Please reproduce the entries below exactly, starting at the first line and ending with the line that holds "const INITIAL_BACKOFF: Duration".

## Provided material
Segment Open

//! Offer feed over the `graphql-transport-ws` protocol
//!
//! One WebSocket per subscription. The first connection is opened inside
//! [`OfferFeed::subscribe`] so an unreachable server is reported to the
//! caller. Afterwards a background task forwards `next` payloads as domain
//! offers and reconnects after transport drops with a bounded exponential
//! backoff. Dropping the returned stream ends the task.

use async_trait::async_trait;
use futures_util::{SinkExt, StreamExt};
use resq_core::Config;
use resq_dispatch::{ApiError, OfferFeed, OfferStream};
use resq_domain::{Offer, Session, VehicleId};
use serde::{Deserialize, Serialize};
use serde_json::{json, Value};
use std::time::Duration;
use tokio::net::TcpStream;
use tokio::sync::mpsc;
use tokio_tungstenite::tungstenite::client::IntoClientRequest;
use tokio_tungstenite::tungstenite::http::HeaderValue;
use tokio_tungstenite::tungstenite::Message;
use tokio_tungstenite::{connect_async, MaybeTlsStream, WebSocketStream};
use tracing::{debug, error, info, warn};
use url::Url;

use crate::error::{GatewayError, Result};
use crate::graphql::GraphqlResponse;
use crate::wire::OfferPayload;

/// Offers targeting one vehicle
pub const ASSIGNMENT_OFFERED: &str = r#"
subscription AssignmentOffered($vehicleId: Int!) {
  onVehicleAssignmentOffered(vehicleId: $vehicleId) {
    request {
      address
      createdAt
      description
      emergencySubCategoryId
      id
      latitude
      longitude
      proofImageURL
      emergencySubCategory { name }
      civilianId
      civilian { name phoneNumber }
    }
    isCancelled
    offeredAt
    offerTtlSeconds
  }
}"#;

/// WebSocket subprotocol name
pub const SUBPROTOCOL: &str = "graphql-transport-ws";

const CONNECT_TIMEOUT: Duration = Duration::from_secs(10);
const INITIAL_BACKOFF: Duration = Duration::from_secs(1);
const MAX_BACKOFF: Duration = Duration::from_secs(5);
const FEED_BUFFER: usize = 32;

type WsStream = WebSocketStream<MaybeTlsStream<TcpStream>>;

/// Messages sent by the client
#[derive(Debug, Clone, PartialEq, Serialize, Deserialize)]
#[serde(tag = "type", rename_all = "snake_case")]
pub(crate) enum ClientMessage {
    ConnectionInit {
        payload: Value,
    },
    Subscribe {
        id: String,
        payload: Value,
    },
    Pong {
        #[serde(default, skip_serializing_if = "Option::is_none")]
        payload: Option<Value>,
    },
    Complete {
        id: String,
    },
}

/// Messages sent by the server
#[derive(Debug, Clone, PartialEq, Serialize, Deserialize)]
#[serde(tag = "type", rename_all = "snake_case")]
pub(crate) enum ServerMessage {
    ConnectionAck {
        #[serde(default, skip_serializing_if = "Option::is_none")]
        payload: Option<Value>,
    },
    Next {
        id: String,
        payload: Value,
    },
    Error {
        id: String,
        payload: Value,
    },
    Complete {
        id: String,
    },
    Ping {
        #[serde(default, skip_serializing_if = "Option::is_none")]
        payload: Option<Value>,
    },
    Pong {
        #[serde(default, skip_serializing_if = "Option::is_none")]
        payload: Option<Value>,
    },
}

#[derive(Debug, Deserialize)]
struct OfferedData {
    #[serde(rename = "onVehicleAssignmentOffered")]
    offered: Option<OfferPayload>,
}

/// How one connection ended
#[derive(Debug)]
enum PumpEnd {
    /// The consumer dropped the stream
    Cancelled,
    /// The server ended the subscription
    Completed,
    /// The transport failed
    Dropped(String),
}

/// Decode one `next` payload into a domain offer.
pub(crate) fn decode_offer(payload: Value, vehicle_id: VehicleId) -> Result<Offer> {
    let envelope: GraphqlResponse<OfferedData> = serde_json::from_value(payload)?;
    envelope
        .into_result()?
        .offered
        .ok_or_else(|| GatewayError::Malformed("empty offer event".to_string()))?
        .into_offer(vehicle_id)
}

async fn send(ws: &mut WsStream, message: &ClientMessage) -> Result<()> {
    let text = serde_json::to_string(message)?;
    ws.send(Message::Text(text)).await?;
    Ok(())
}

/// [`OfferFeed`] backed by a GraphQL subscription
#[derive(Debug, Clone)]
pub struct GraphqlOfferFeed {
    url: Url,
    token: String,
    max_reconnects: u32,
}

impl GraphqlOfferFeed {
    /// Feed against `url` authenticating with `token`.
    pub fn new(url: &str, token: impl Into<String>, max_reconnects: u32) -> Result<Self> {
        Ok(Self {
            url: Url::parse(url)?,
            token: token.into(),
            max_reconnects,
        })
    }

    /// Feed for `session` using the configured WebSocket endpoint.
    pub fn for_session(config: &Config, session: &Session) -> Result<Self> {
        Self::new(
            &config.server.graphql_ws_url,
            session.token.clone(),
            config.timing.feed_max_reconnects,
        )
    }

    fn subscription_id(vehicle_id: VehicleId) -> String {
        format!("offers-{}", vehicle_id)
    }

    /// Connect, authenticate and subscribe.
    async fn open(&self, vehicle_id: VehicleId) -> Result<WsStream> {
        let mut request = self.url.as_str().into_client_request()?;
        request
            .headers_mut()
            .insert("Sec-WebSocket-Protocol", HeaderValue::from_static(SUBPROTOCOL));

        let (mut ws, _) = tokio::time::timeout(CONNECT_TIMEOUT, connect_async(request))
            .await
            .map_err(|_| GatewayError::Protocol("connect timed out".to_string()))??;

        send(
            &mut ws,
            &ClientMessage::ConnectionInit {
                payload: json!({ "Authorization": format!("Bearer {}", self.token) }),
            },
        )
        .await?;

        tokio::time::timeout(CONNECT_TIMEOUT, await_ack(&mut ws))
            .await
            .map_err(|_| GatewayError::Protocol("no connection_ack from server".to_string()))??;

        send(
            &mut ws,
            &ClientMessage::Subscribe {
                id: Self::subscription_id(vehicle_id),
                payload: json!({
                    "operationName": "AssignmentOffered",
                    "query": ASSIGNMENT_OFFERED,
                    "variables": { "vehicleId": vehicle_id },
                }),
            },
        )
        .await?;
        debug!(vehicle_id, url = %self.url, "Offer subscription opened");
        Ok(ws)
    }

    /// Forward events until the connection or the consumer goes away.
    async fn pump(
        &self,
        ws: &mut WsStream,
        vehicle_id: VehicleId,
        tx: &mpsc::Sender<std::result::Result<Offer, ApiError>>,
    ) -> PumpEnd {
        loop {
            let frame = tokio::select! {
                _ = tx.closed() => {
                    let id = Self::subscription_id(vehicle_id);
                    let _ = send(ws, &ClientMessage::Complete { id }).await;
                    let _ = ws.close(None).await;
                    return PumpEnd::Cancelled;
                }
                frame = ws.next() => frame,
            };

            let text = match frame {
                Some(Ok(Message::Text(text))) => text,
                Some(Ok(Message::Close(_))) | None => {
                    return PumpEnd::Dropped("connection closed".to_string())
                }
                Some(Ok(_)) => continue,
                Some(Err(e)) => return PumpEnd::Dropped(e.to_string()),
            };

            let message = match serde_json::from_str::<ServerMessage>(&text) {
                Ok(message) => message,
                Err(e) => {
                    warn!(error = %e, "Ignoring unparseable subscription message");
                    continue;
                }
            };

            match message {
                ServerMessage::Next { payload, .. } => {
                    let item = decode_offer(payload, vehicle_id).map_err(ApiError::from);
                    if tx.send(item).await.is_err() {
                        return PumpEnd::Cancelled;
                    }
                }
                ServerMessage::Ping { .. } => {
                    if let Err(e) = send(ws, &ClientMessage::Pong { payload: None }).await {
                        return PumpEnd::Dropped(e.to_string());
                    }
                }
                ServerMessage::Error { payload, .. } => {
                    let _ = tx.send(Err(ApiError::Rejected(payload.to_string()))).await;
                    return PumpEnd::Completed;
                }
                ServerMessage::Complete { .. } => return PumpEnd::Completed,
                ServerMessage::ConnectionAck { .. } | ServerMessage::Pong { .. } => {}
            }
        }
    }

    async fn run(
        self,
        vehicle_id: VehicleId,
        mut ws: WsStream,
        tx: mpsc::Sender<std::result::Result<Offer, ApiError>>,
    ) {
        loop {
            match self.pump(&mut ws, vehicle_id, &tx).await {
                PumpEnd::Cancelled => {
                    debug!(vehicle_id, "Offer subscription cancelled");
                    return;
                }
                PumpEnd::Completed => {
                    info!(vehicle_id, "Offer subscription completed by server");
                    return;
                }
                PumpEnd::Dropped(reason) => {
                    warn!(vehicle_id, reason = %reason, "Offer subscription dropped, reconnecting");
                }
            }

            ws = match self.reconnect(vehicle_id, &tx).await {
                Some(ws) => ws,
                None => return,
            };
        }
    }

    async fn reconnect(
        &self,
        vehicle_id: VehicleId,
        tx: &mpsc::Sender<std::result::Result<Offer, ApiError>>,
    ) -> Option<WsStream> {
        let mut backoff = INITIAL_BACKOFF;
        for attempt in 1..=self.max_reconnects {
            tokio::select! {
                _ = tx.closed() => return None,
                _ = tokio::time::sleep(backoff) => {}
            }
            match self.open(vehicle_id).await {
                Ok(ws) => {
                    info!(vehicle_id, attempt, "Offer subscription re-established");
                    return Some(ws);
                }
                Err(e) => {
                    warn!(vehicle_id, attempt, error = %e, "Offer subscription reconnect failed");
                    backoff = (backoff * 2).min(MAX_BACKOFF);
                }
            }
        }
        error!(
            vehicle_id,
            attempts = self.max_reconnects,
            "Giving up on offer subscription"
        );
        None
    }
}

async fn await_ack(ws: &mut WsStream) -> Result<()> {
    while let Some(frame) = ws.next().await {
        match frame? {
            Message::Text(text) => match serde_json::from_str::<ServerMessage>(&text)? {
                ServerMessage::ConnectionAck { .. } => return Ok(()),
                ServerMessage::Ping { .. } => {
                    send(ws, &ClientMessage::Pong { payload: None }).await?
                }
                other => {
                    return Err(GatewayError::Protocol(format!(
                        "unexpected {:?} before connection_ack",
                        other
                    )))
                }
            },
            Message::Close(_) => {
                return Err(GatewayError::Protocol(
                    "connection closed during handshake".to_string(),
                ))
            }
            _ => {}
        }
    }
    Err(GatewayError::Protocol(
        "connection ended before connection_ack".to_string(),
    ))
}

#[async_trait]
impl OfferFeed for GraphqlOfferFeed {
    async fn subscribe(&self, vehicle_id: VehicleId) -> std::result::Result<OfferStream, ApiError> {
        let ws = self.open(vehicle_id).await?;
        let (tx, rx) = mpsc::channel(FEED_BUFFER);
        tokio::spawn(self.clone().run(vehicle_id, ws, tx));

        let stream = futures_util::stream::unfold(rx, |mut rx| async move {
            rx.recv().await.map(|item| (item, rx))
        });
        Ok(stream.boxed())
    }
}
//! Configuration management for the ResQ vehicle core.
//!
//! Configuration is read from a TOML file, optionally overridden from the
//! environment, and validated before any component is started.

use serde::{Deserialize, Serialize};
use std::path::{Path, PathBuf};
use std::time::Duration;

use crate::error::{Error, Result};

/// Environment override for `server.graphql_http_url`
pub const ENV_GRAPHQL_HTTP_URL: &str = "RESQ_GRAPHQL_HTTP_URL";
/// Environment override for `server.graphql_ws_url`
pub const ENV_GRAPHQL_WS_URL: &str = "RESQ_GRAPHQL_WS_URL";
/// Environment override for `server.asset_base_url`
pub const ENV_ASSET_BASE_URL: &str = "RESQ_ASSET_BASE_URL";
/// Environment override for `routing.provider_url`
pub const ENV_ROUTING_URL: &str = "RESQ_ROUTING_URL";
/// Environment override for `session.db_path`
pub const ENV_SESSION_DB: &str = "RESQ_SESSION_DB";

#[derive(Debug, Clone, Serialize, Deserialize, PartialEq)]
pub struct Config {
    pub server: ServerConfig,
    #[serde(default)]
    pub timing: TimingConfig,
    #[serde(default)]
    pub routing: RoutingConfig,
    #[serde(default)]
    pub session: SessionConfig,
}

#[derive(Debug, Clone, Serialize, Deserialize, PartialEq)]
pub struct ServerConfig {
    pub graphql_http_url: String,
    pub graphql_ws_url: String,
    /// Base for relative proof-image paths. Empty means paths are kept as-is.
    #[serde(default)]
    pub asset_base_url: String,
    #[serde(default = "default_request_timeout_ms")]
    pub request_timeout_ms: u64,
}

#[derive(Debug, Clone, Serialize, Deserialize, PartialEq)]
pub struct TimingConfig {
    #[serde(default = "default_location_fallback_secs")]
    pub location_fallback_secs: u64,
    #[serde(default = "default_assignment_poll_secs")]
    pub assignment_poll_secs: u64,
    #[serde(default = "default_countdown_tick_ms")]
    pub countdown_tick_ms: u64,
    #[serde(default = "default_offer_ttl_secs")]
    pub default_offer_ttl_secs: u32,
    #[serde(default = "default_feed_max_reconnects")]
    pub feed_max_reconnects: u32,
}

#[derive(Debug, Clone, Serialize, Deserialize, PartialEq)]
pub struct RoutingConfig {
    /// OSRM-compatible base URL. Without it every route is the straight two-point view.
    #[serde(default)]
    pub provider_url: Option<String>,
    #[serde(default = "default_recompute_drift_m")]
    pub recompute_drift_m: f64,
}

#[derive(Debug, Clone, Serialize, Deserialize, PartialEq)]
pub struct SessionConfig {
    #[serde(default = "default_session_db")]
    pub db_path: PathBuf,
}

fn default_request_timeout_ms() -> u64 {
    15_000
}

fn default_location_fallback_secs() -> u64 {
    9
}

fn default_assignment_poll_secs() -> u64 {
    10
}

fn default_countdown_tick_ms() -> u64 {
    250
}

fn default_offer_ttl_secs() -> u32 {
    15
}

fn default_feed_max_reconnects() -> u32 {
    5
}

fn default_recompute_drift_m() -> f64 {
    25.0
}

fn default_session_db() -> PathBuf {
    PathBuf::from("resq-session.db")
}

impl Default for TimingConfig {
    fn default() -> Self {
        Self {
            location_fallback_secs: default_location_fallback_secs(),
            assignment_poll_secs: default_assignment_poll_secs(),
            countdown_tick_ms: default_countdown_tick_ms(),
            default_offer_ttl_secs: default_offer_ttl_secs(),
            feed_max_reconnects: default_feed_max_reconnects(),
        }
    }
}

impl Default for RoutingConfig {
    fn default() -> Self {
        Self {
            provider_url: None,
            recompute_drift_m: default_recompute_drift_m(),
        }
    }
}

impl Default for SessionConfig {
    fn default() -> Self {
        Self {
            db_path: default_session_db(),
        }
    }
}

impl TimingConfig {
    pub fn location_fallback(&self) -> Duration {
        Duration::from_secs(self.location_fallback_secs)
    }

    pub fn assignment_poll(&self) -> Duration {
        Duration::from_secs(self.assignment_poll_secs)
    }

    pub fn countdown_tick(&self) -> Duration {
        Duration::from_millis(self.countdown_tick_ms)
    }
}

impl ServerConfig {
    pub fn request_timeout(&self) -> Duration {
        Duration::from_millis(self.request_timeout_ms)
    }
}

impl Config {
    /// Load a configuration file, apply environment overrides and validate.
    pub fn from_file<P: AsRef<Path>>(path: P) -> Result<Self> {
        let content = std::fs::read_to_string(path)?;
        Self::from_toml_str(&content)
    }

    pub fn from_toml_str(content: &str) -> Result<Self> {
        let mut config: Config = toml::from_str(content)?;
        config.apply_env_overrides(|key| std::env::var(key).ok());
        config.validate()?;
        Ok(config)
    }

    pub fn default_config() -> Self {
        Self {
            server: ServerConfig {
                graphql_http_url: "http://localhost:5000/graphql".to_string(),
                graphql_ws_url: "ws://localhost:5000/graphql".to_string(),
                asset_base_url: "http://localhost:5000".to_string(),
                request_timeout_ms: default_request_timeout_ms(),
            },
            timing: TimingConfig::default(),
            routing: RoutingConfig::default(),
            session: SessionConfig::default(),
        }
    }

    /// Apply overrides from a key lookup (the process environment in production).
    pub fn apply_env_overrides<F>(&mut self, lookup: F)
    where
        F: Fn(&str) -> Option<String>,
    {
        if let Some(v) = lookup(ENV_GRAPHQL_HTTP_URL) {
            self.server.graphql_http_url = v;
        }
        if let Some(v) = lookup(ENV_GRAPHQL_WS_URL) {
            self.server.graphql_ws_url = v;
        }
        if let Some(v) = lookup(ENV_ASSET_BASE_URL) {
            self.server.asset_base_url = v;
        }
        if let Some(v) = lookup(ENV_ROUTING_URL) {
            self.routing.provider_url = if v.is_empty() { None } else { Some(v) };
        }
        if let Some(v) = lookup(ENV_SESSION_DB) {
            self.session.db_path = PathBuf::from(v);
        }
    }

    pub fn validate(&self) -> Result<()> {
        check_url(&self.server.graphql_http_url, &["http", "https"], "server.graphql_http_url")?;
        check_url(&self.server.graphql_ws_url, &["ws", "wss"], "server.graphql_ws_url")?;
        if !self.server.asset_base_url.is_empty() {
            check_url(&self.server.asset_base_url, &["http", "https"], "server.asset_base_url")?;
        }
        if let Some(provider) = &self.routing.provider_url {
            check_url(provider, &["http", "https"], "routing.provider_url")?;
        }

        let timing = &self.timing;
        if timing.location_fallback_secs == 0 {
            return Err(invalid("timing.location_fallback_secs must be > 0"));
        }
        if timing.assignment_poll_secs == 0 {
            return Err(invalid("timing.assignment_poll_secs must be > 0"));
        }
        if timing.countdown_tick_ms == 0 {
            return Err(invalid("timing.countdown_tick_ms must be > 0"));
        }
        if timing.default_offer_ttl_secs == 0 {
            return Err(invalid("timing.default_offer_ttl_secs must be > 0"));
        }
        if !(self.routing.recompute_drift_m >= 0.0) {
            return Err(invalid("routing.recompute_drift_m must be >= 0"));
        }
        if self.server.request_timeout_ms == 0 {
            return Err(invalid("server.request_timeout_ms must be > 0"));
        }
        Ok(())
    }
}

fn invalid(msg: &str) -> Error {
    Error::ConfigInvalid(msg.to_string())
}

fn check_url(raw: &str, schemes: &[&str], field: &str) -> Result<()> {
    let parsed = url::Url::parse(raw)
        .map_err(|e| Error::ConfigInvalid(format!("{field}: {e}")))?;
    if !schemes.contains(&parsed.scheme()) {
        return Err(Error::ConfigInvalid(format!(
            "{field}: unsupported scheme '{}', expected one of {:?}",
            parsed.scheme(),
            schemes
        )));
    }
    Ok(())
}
//! Dispatch offers
//!
//! An offer proposes one rescue request to one vehicle. It is valid only
//! while `now < offered_at + ttl` and it has not been cancelled. A repeat
//! notification for the same request with a new `offered_at` is a new offer
//! with a fresh lifetime.

use chrono::{DateTime, Utc};
use resq_core::GeoPoint;
use serde::{Deserialize, Serialize};
use std::fmt;
use std::time::Duration;

use crate::session::VehicleId;

/// Request identifier as delivered by the server (number or string on the wire)
#[derive(Debug, Clone, PartialEq, Eq, Hash, Serialize, Deserialize)]
pub struct RequestId(pub String);

impl RequestId {
    /// Integer form required by the respond command.
    pub fn as_i64(&self) -> Option<i64> {
        self.0.trim().parse().ok()
    }
}

impl fmt::Display for RequestId {
    fn fmt(&self, f: &mut fmt::Formatter<'_>) -> fmt::Result {
        f.write_str(&self.0)
    }
}

/// Person who raised the request
#[derive(Debug, Clone, Default, PartialEq, Eq, Serialize, Deserialize)]
pub struct Requester {
    pub name: Option<String>,
    pub phone: Option<String>,
}

impl Requester {
    pub fn is_empty(&self) -> bool {
        self.name.is_none() && self.phone.is_none()
    }
}

/// The rescue request an offer refers to
#[derive(Debug, Clone, PartialEq, Serialize, Deserialize)]
pub struct RequestSnapshot {
    pub id: RequestId,
    pub address: Option<String>,
    pub created_at: Option<String>,
    pub description: Option<String>,
    pub location: GeoPoint,
    pub proof_image_url: Option<String>,
    pub category: Option<String>,
    pub requester: Option<Requester>,
}

/// Notification identity used to de-duplicate alerts
#[derive(Debug, Clone, PartialEq, Eq, Hash, Serialize, Deserialize)]
pub struct OfferKey {
    pub request_id: RequestId,
    pub offered_at: DateTime<Utc>,
}

impl fmt::Display for OfferKey {
    fn fmt(&self, f: &mut fmt::Formatter<'_>) -> fmt::Result {
        write!(f, "{}-{}", self.request_id, self.offered_at.to_rfc3339())
    }
}

/// One dispatch proposal for this vehicle
#[derive(Debug, Clone, PartialEq, Serialize, Deserialize)]
pub struct Offer {
    pub vehicle_id: VehicleId,
    pub request: RequestSnapshot,
    pub offered_at: DateTime<Utc>,
    /// Lifetime in seconds as sent by the server; zero means "use the default".
    pub ttl_seconds: u32,
    pub is_cancelled: bool,
}

/// Projection of the remaining lifetime for display
#[derive(Debug, Clone, Copy, PartialEq, Serialize, Deserialize)]
pub struct Countdown {
    /// Whole seconds left, rounded up, clamped to `[0, ttl]`
    pub seconds_left: u32,
    /// Fraction of the lifetime left, clamped to `[0, 100]`
    pub percent_left: f32,
}

impl Countdown {
    pub fn is_elapsed(&self) -> bool {
        self.seconds_left == 0
    }
}

impl Offer {
    pub fn key(&self) -> OfferKey {
        OfferKey {
            request_id: self.request.id.clone(),
            offered_at: self.offered_at,
        }
    }

    /// Lifetime in seconds, substituting `default_ttl` when the server sent none.
    pub fn effective_ttl(&self, default_ttl: u32) -> u32 {
        if self.ttl_seconds == 0 {
            default_ttl
        } else {
            self.ttl_seconds
        }
    }

    pub fn ends_at(&self, default_ttl: u32) -> DateTime<Utc> {
        self.offered_at + chrono::Duration::seconds(i64::from(self.effective_ttl(default_ttl)))
    }

    pub fn is_valid_at(&self, now: DateTime<Utc>, default_ttl: u32) -> bool {
        !self.is_cancelled && now < self.ends_at(default_ttl)
    }

    /// Time until expiry, zero if already past.
    pub fn remaining(&self, now: DateTime<Utc>, default_ttl: u32) -> Duration {
        (self.ends_at(default_ttl) - now)
            .to_std()
            .unwrap_or(Duration::ZERO)
    }

    pub fn countdown(&self, now: DateTime<Utc>, default_ttl: u32) -> Countdown {
        let ttl = self.effective_ttl(default_ttl);
        let remaining_ms = (self.ends_at(default_ttl) - now).num_milliseconds().max(0);
        let ceil_secs = (remaining_ms + 999) / 1000;
        let seconds_left = ceil_secs.clamp(0, i64::from(ttl)) as u32;
        let percent_left = if ttl == 0 {
            0.0
        } else {
            (seconds_left as f32 / ttl as f32 * 100.0).clamp(0.0, 100.0)
        };
        Countdown {
            seconds_left,
            percent_left,
        }
    }
}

Segment Closed

## Task answer
//! Offer feed over the `graphql-transport-ws` protocol
//!
//! One WebSocket per subscription. The first connection is opened inside
//! [`OfferFeed::subscribe`] so an unreachable server is reported to the
//! caller. Afterwards a background task forwards `next` payloads as domain
//! offers and reconnects after transport drops with a bounded exponential
//! backoff. Dropping the returned stream ends the task.

use async_trait::async_trait;
use futures_util::{SinkExt, StreamExt};
use resq_core::Config;
use resq_dispatch::{ApiError, OfferFeed, OfferStream};
use resq_domain::{Offer, Session, VehicleId};
use serde::{Deserialize, Serialize};
use serde_json::{json, Value};
use std::time::Duration;
use tokio::net::TcpStream;
use tokio::sync::mpsc;
use tokio_tungstenite::tungstenite::client::IntoClientRequest;
use tokio_tungstenite::tungstenite::http::HeaderValue;
use tokio_tungstenite::tungstenite::Message;
use tokio_tungstenite::{connect_async, MaybeTlsStream, WebSocketStream};
use tracing::{debug, error, info, warn};
use url::Url;

use crate::error::{GatewayError, Result};
use crate::graphql::GraphqlResponse;
use crate::wire::OfferPayload;

/// Offers targeting one vehicle
pub const ASSIGNMENT_OFFERED: &str = r#"
subscription AssignmentOffered($vehicleId: Int!) {
  onVehicleAssignmentOffered(vehicleId: $vehicleId) {
    request {
      address
      createdAt
      description
      emergencySubCategoryId
      id
      latitude
      longitude
      proofImageURL
      emergencySubCategory { name }
      civilianId
      civilian { name phoneNumber }
    }
    isCancelled
    offeredAt
    offerTtlSeconds
  }
}"#;

/// WebSocket subprotocol name
pub const SUBPROTOCOL: &str = "graphql-transport-ws";

const CONNECT_TIMEOUT: Duration = Duration::from_secs(10);
const INITIAL_BACKOFF: Duration = Duration::from_secs(1);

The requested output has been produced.